+++ Dataset records
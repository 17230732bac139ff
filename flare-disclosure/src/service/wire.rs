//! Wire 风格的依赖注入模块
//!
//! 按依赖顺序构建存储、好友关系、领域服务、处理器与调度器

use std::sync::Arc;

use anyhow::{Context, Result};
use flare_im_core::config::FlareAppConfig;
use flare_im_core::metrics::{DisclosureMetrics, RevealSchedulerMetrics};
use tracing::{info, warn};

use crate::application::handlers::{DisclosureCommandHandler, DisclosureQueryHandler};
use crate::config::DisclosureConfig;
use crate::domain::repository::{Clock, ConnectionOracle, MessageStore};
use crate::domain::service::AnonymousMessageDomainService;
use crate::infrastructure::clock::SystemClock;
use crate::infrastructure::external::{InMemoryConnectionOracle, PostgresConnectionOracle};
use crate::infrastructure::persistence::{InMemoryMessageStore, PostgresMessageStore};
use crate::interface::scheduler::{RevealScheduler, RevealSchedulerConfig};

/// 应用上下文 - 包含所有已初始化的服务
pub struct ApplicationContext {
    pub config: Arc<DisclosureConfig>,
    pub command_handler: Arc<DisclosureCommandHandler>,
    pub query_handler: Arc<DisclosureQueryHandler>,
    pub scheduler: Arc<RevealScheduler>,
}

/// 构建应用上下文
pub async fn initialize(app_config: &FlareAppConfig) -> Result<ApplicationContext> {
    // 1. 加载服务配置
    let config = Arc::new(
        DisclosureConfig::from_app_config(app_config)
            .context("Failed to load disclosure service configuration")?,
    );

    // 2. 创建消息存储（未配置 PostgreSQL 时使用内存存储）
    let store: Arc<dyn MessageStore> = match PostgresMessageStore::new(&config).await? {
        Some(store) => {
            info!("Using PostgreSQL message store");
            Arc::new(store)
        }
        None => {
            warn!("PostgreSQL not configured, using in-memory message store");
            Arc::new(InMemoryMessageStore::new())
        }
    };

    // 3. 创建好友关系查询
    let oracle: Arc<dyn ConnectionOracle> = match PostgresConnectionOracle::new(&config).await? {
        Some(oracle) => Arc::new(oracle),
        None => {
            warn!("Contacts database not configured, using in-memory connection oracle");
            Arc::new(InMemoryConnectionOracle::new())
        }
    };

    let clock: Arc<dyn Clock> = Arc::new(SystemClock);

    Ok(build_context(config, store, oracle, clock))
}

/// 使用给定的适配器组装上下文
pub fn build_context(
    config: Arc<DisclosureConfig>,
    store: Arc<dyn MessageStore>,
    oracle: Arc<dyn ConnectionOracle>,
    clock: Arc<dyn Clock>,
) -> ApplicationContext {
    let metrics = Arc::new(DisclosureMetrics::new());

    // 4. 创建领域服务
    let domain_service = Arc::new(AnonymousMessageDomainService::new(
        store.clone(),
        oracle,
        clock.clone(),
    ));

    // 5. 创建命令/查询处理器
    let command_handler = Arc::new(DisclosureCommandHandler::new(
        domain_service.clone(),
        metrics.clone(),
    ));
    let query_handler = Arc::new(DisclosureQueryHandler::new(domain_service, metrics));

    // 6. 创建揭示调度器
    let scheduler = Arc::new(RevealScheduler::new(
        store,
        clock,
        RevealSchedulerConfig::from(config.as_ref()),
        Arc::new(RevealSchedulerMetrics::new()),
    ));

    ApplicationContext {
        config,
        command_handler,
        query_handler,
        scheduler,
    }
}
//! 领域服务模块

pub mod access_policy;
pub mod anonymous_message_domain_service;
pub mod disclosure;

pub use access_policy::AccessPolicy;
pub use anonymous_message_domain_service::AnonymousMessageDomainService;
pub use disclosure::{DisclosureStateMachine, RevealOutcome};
++++++
Of all the entries above, output exactly the lines between the one holding "use flare_im_core::config::FlareAppConfig;" and the one holding "use crate::infrastructure::clock::SystemClock;", inclusive.

▶ [Response for this exercise]:
use flare_im_core::config::FlareAppConfig;
use flare_im_core::metrics::{DisclosureMetrics, RevealSchedulerMetrics};
use tracing::{info, warn};

use crate::application::handlers::{DisclosureCommandHandler, DisclosureQueryHandler};
use crate::config::DisclosureConfig;
use crate::domain::repository::{Clock, ConnectionOracle, MessageStore};
use crate::domain::service::AnonymousMessageDomainService;
use crate::infrastructure::clock::SystemClock;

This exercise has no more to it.